WORK INSTRUCTIONS =>
What this exercise calls for is an exact copy of the data.

□ □ □ □ □ □ □

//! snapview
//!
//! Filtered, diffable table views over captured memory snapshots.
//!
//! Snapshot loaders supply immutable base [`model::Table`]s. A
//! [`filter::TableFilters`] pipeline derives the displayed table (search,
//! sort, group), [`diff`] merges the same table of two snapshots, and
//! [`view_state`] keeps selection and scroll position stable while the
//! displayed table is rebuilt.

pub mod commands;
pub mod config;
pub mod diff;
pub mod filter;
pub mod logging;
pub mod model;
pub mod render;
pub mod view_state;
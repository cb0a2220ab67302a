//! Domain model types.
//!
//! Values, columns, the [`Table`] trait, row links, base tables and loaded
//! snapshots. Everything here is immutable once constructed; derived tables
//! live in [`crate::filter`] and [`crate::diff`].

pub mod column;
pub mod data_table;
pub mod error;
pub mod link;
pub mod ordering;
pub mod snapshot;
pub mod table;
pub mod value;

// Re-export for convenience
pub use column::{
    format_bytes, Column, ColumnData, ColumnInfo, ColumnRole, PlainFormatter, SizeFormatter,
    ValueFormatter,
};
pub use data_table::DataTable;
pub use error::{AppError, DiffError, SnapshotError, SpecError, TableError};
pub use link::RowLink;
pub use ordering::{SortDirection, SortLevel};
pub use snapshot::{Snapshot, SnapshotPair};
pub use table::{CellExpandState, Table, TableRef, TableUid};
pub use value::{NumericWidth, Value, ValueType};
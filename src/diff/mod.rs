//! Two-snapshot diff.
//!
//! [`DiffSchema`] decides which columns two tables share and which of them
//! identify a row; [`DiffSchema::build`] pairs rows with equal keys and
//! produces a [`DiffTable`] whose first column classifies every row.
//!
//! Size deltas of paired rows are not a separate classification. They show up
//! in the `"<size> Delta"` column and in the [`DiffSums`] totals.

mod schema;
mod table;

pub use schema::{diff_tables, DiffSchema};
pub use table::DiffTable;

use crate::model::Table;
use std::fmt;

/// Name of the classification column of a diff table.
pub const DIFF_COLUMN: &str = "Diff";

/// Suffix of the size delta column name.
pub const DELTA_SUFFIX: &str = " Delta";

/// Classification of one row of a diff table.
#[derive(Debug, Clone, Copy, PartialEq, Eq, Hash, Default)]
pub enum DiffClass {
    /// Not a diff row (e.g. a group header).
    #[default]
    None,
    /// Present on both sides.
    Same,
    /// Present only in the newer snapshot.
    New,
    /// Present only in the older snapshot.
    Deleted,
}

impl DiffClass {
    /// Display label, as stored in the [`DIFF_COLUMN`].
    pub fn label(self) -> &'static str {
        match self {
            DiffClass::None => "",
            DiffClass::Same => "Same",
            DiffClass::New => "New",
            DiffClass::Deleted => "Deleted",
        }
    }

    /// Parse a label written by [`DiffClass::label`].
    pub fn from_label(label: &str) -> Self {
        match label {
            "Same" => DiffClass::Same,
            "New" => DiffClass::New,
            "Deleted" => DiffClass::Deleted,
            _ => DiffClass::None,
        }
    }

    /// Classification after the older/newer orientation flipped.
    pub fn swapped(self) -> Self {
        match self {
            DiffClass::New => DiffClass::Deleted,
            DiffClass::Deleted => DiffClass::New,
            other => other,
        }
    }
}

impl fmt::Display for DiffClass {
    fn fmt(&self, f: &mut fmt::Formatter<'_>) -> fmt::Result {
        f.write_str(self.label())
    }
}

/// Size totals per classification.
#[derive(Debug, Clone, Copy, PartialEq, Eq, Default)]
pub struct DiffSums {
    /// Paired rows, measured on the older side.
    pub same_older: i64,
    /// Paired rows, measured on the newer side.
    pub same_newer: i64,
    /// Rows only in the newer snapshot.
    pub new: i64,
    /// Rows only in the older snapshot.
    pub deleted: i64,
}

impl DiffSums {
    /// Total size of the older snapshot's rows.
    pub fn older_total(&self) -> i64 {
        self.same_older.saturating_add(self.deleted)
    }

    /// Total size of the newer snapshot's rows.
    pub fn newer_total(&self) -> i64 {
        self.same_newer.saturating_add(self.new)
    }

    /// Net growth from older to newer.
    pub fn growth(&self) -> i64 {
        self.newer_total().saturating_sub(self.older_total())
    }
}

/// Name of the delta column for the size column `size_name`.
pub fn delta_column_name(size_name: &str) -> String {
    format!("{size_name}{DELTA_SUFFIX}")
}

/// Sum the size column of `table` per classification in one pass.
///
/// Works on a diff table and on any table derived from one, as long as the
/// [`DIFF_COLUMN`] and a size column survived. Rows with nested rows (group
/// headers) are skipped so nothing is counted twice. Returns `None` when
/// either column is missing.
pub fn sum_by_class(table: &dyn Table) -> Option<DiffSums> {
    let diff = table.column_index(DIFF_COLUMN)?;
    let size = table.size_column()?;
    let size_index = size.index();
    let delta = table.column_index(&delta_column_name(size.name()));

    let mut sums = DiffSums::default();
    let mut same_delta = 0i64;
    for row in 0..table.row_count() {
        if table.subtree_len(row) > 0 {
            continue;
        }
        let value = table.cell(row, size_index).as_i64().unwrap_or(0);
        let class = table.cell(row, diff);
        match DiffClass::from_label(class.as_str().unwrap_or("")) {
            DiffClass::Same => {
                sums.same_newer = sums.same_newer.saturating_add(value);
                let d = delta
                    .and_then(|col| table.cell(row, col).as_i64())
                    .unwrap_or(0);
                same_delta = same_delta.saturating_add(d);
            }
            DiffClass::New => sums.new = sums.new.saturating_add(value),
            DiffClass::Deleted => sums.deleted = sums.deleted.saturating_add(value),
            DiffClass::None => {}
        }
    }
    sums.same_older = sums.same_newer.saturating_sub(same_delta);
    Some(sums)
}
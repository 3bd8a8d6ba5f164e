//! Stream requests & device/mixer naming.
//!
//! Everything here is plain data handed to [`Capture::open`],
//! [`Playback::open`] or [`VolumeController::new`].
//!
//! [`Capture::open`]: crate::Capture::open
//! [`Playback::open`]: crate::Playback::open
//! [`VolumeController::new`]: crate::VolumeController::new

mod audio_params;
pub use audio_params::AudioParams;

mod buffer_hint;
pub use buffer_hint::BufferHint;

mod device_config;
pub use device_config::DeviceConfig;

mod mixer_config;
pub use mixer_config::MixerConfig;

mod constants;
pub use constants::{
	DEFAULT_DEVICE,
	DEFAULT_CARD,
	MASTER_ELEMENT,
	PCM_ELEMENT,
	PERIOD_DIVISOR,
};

□ □ □ □ □ □ □

RESPONSE TO THE EXERCISE =>
//! snapview
//!
//! Filtered, diffable table views over captured memory snapshots.
//!
//! Snapshot loaders supply immutable base [`model::Table`]s. A
//! [`filter::TableFilters`] pipeline derives the displayed table (search,
//! sort, group), [`diff`] merges the same table of two snapshots, and
//! [`view_state`] keeps selection and scroll position stable while the
//! displayed table is rebuilt.

pub mod commands;
pub mod config;
pub mod diff;
pub mod filter;
pub mod logging;
pub mod model;
pub mod render;
pub mod view_state;
repository cb0a2220ab67302a
//! Domain model types.
//!
//! Values, columns, the [`Table`] trait, row links, base tables and loaded
//! snapshots. Everything here is immutable once constructed; derived tables
//! live in [`crate::filter`] and [`crate::diff`].

pub mod column;
pub mod data_table;
pub mod error;
pub mod link;
pub mod ordering;
pub mod snapshot;
pub mod table;
pub mod value;

// Re-export for convenience
pub use column::{
    format_bytes, Column, ColumnData, ColumnInfo, ColumnRole, PlainFormatter, SizeFormatter,
    ValueFormatter,
};
pub use data_table::DataTable;
pub use error::{AppError, DiffError, SnapshotError, SpecError, TableError};
pub use link::RowLink;
pub use ordering::{SortDirection, SortLevel};
pub use snapshot::{Snapshot, SnapshotPair};
pub use table::{CellExpandState, Table, TableRef, TableUid};
pub use value::{NumericWidth, Value, ValueType};
filename src/diff/mod.rs
//! Two-snapshot diff.
//!
//! [`DiffSchema`] decides which columns two tables share and which of them
//! identify a row; [`DiffSchema::build`] pairs rows with equal keys and
//! produces a [`DiffTable`] whose first column classifies every row.
//!
//! Size deltas of paired rows are not a separate classification. They show up
//! in the `"<size> Delta"` column and in the [`DiffSums`] totals.

mod schema;
mod table;

pub use schema::{diff_tables, DiffSchema};
pub use table::DiffTable;

use crate::model::Table;
use std::fmt;

/// Name of the classification column of a diff table.
pub const DIFF_COLUMN: &str = "Diff";

/// Suffix of the size delta column name.
pub const DELTA_SUFFIX: &str = " Delta";

/// Classification of one row of a diff table.
#[derive(Debug, Clone, Copy, PartialEq, Eq, Hash, Default)]
pub enum DiffClass {
    /// Not a diff row (e.g. a group header).
    #[default]
    None,
    /// Present on both sides.
    Same,
    /// Present only in the newer snapshot.
    New,
    /// Present only in the older snapshot.
    Deleted,
}

impl DiffClass {
    /// Display label, as stored in the [`DIFF_COLUMN`].
    pub fn label(self) -> &'static str {
        match self {
            DiffClass::None => "",
            DiffClass::Same => "Same",
            DiffClass::New => "New",
            DiffClass::Deleted => "Deleted",
        }
    }

    /// Parse a label written by [`DiffClass::label`].
    pub fn from_label(label: &str) -> Self {
        match label {
            "Same" => DiffClass::Same,
            "New" => DiffClass::New,
            "Deleted" => DiffClass::Deleted,
            _ => DiffClass::None,
        }
    }

    /// Classification after the older/newer orientation flipped.
    pub fn swapped(self) -> Self {
        match self {
            DiffClass::New => DiffClass::Deleted,
            DiffClass::Deleted => DiffClass::New,
            other => other,
        }
    }
}

impl fmt::Display for DiffClass {
    fn fmt(&self, f: &mut fmt::Formatter<'_>) -> fmt::Result {
        f.write_str(self.label())
    }
}

/// Size totals per classification.
#[derive(Debug, Clone, Copy, PartialEq, Eq, Default)]
pub struct DiffSums {
    /// Paired rows, measured on the older side.
    pub same_older: i64,
    /// Paired rows, measured on the newer side.
    pub same_newer: i64,
    /// Rows only in the newer snapshot.
    pub new: i64,
    /// Rows only in the older snapshot.
    pub deleted: i64,
}

impl DiffSums {
    /// Total size of the older snapshot's rows.
    pub fn older_total(&self) -> i64 {
        self.same_older.saturating_add(self.deleted)
    }

    /// Total size of the newer snapshot's rows.
    pub fn newer_total(&self) -> i64 {
        self.same_newer.saturating_add(self.new)
    }

    /// Net growth from older to newer.
    pub fn growth(&self) -> i64 {
        self.newer_total().saturating_sub(self.older_total())
    }
}

/// Name of the delta column for the size column `size_name`.
pub fn delta_column_name(size_name: &str) -> String {
    format!("{size_name}{DELTA_SUFFIX}")
}

/// Sum the size column of `table` per classification in one pass.
///
/// Works on a diff table and on any table derived from one, as long as the
/// [`DIFF_COLUMN`] and a size column survived. Rows with nested rows (group
/// headers) are skipped so nothing is counted twice. Returns `None` when
/// either column is missing.
pub fn sum_by_class(table: &dyn Table) -> Option<DiffSums> {
    let diff = table.column_index(DIFF_COLUMN)?;
    let size = table.size_column()?;
    let size_index = size.index();
    let delta = table.column_index(&delta_column_name(size.name()));

    let mut sums = DiffSums::default();
    let mut same_delta = 0i64;
    for row in 0..table.row_count() {
        if table.subtree_len(row) > 0 {
            continue;
        }
        let value = table.cell(row, size_index).as_i64().unwrap_or(0);
        let class = table.cell(row, diff);
        match DiffClass::from_label(class.as_str().unwrap_or("")) {
            DiffClass::Same => {
                sums.same_newer = sums.same_newer.saturating_add(value);
                let d = delta
                    .and_then(|col| table.cell(row, col).as_i64())
                    .unwrap_or(0);
                same_delta = same_delta.saturating_add(d);
            }
            DiffClass::New => sums.new = sums.new.saturating_add(value),
            DiffClass::Deleted => sums.deleted = sums.deleted.saturating_add(value),
            DiffClass::None => {}
        }
    }
    sums.same_older = sums.same_newer.saturating_sub(same_delta);
    Some(sums)
}
repository 3bd8a8d6ba5f164e
//! Stream requests & device/mixer naming.
//!
//! Everything here is plain data handed to [`Capture::open`],
//! [`Playback::open`] or [`VolumeController::new`].
//!
//! [`Capture::open`]: crate::Capture::open
//! [`Playback::open`]: crate::Playback::open
//! [`VolumeController::new`]: crate::VolumeController::new

mod audio_params;
pub use audio_params::AudioParams;

mod buffer_hint;
pub use buffer_hint::BufferHint;

mod device_config;
pub use device_config::DeviceConfig;

mod mixer_config;
pub use mixer_config::MixerConfig;

mod constants;
pub use constants::{
	DEFAULT_DEVICE,
	DEFAULT_CARD,
	MASTER_ELEMENT,
	PCM_ELEMENT,
	PERIOD_DIVISOR,
};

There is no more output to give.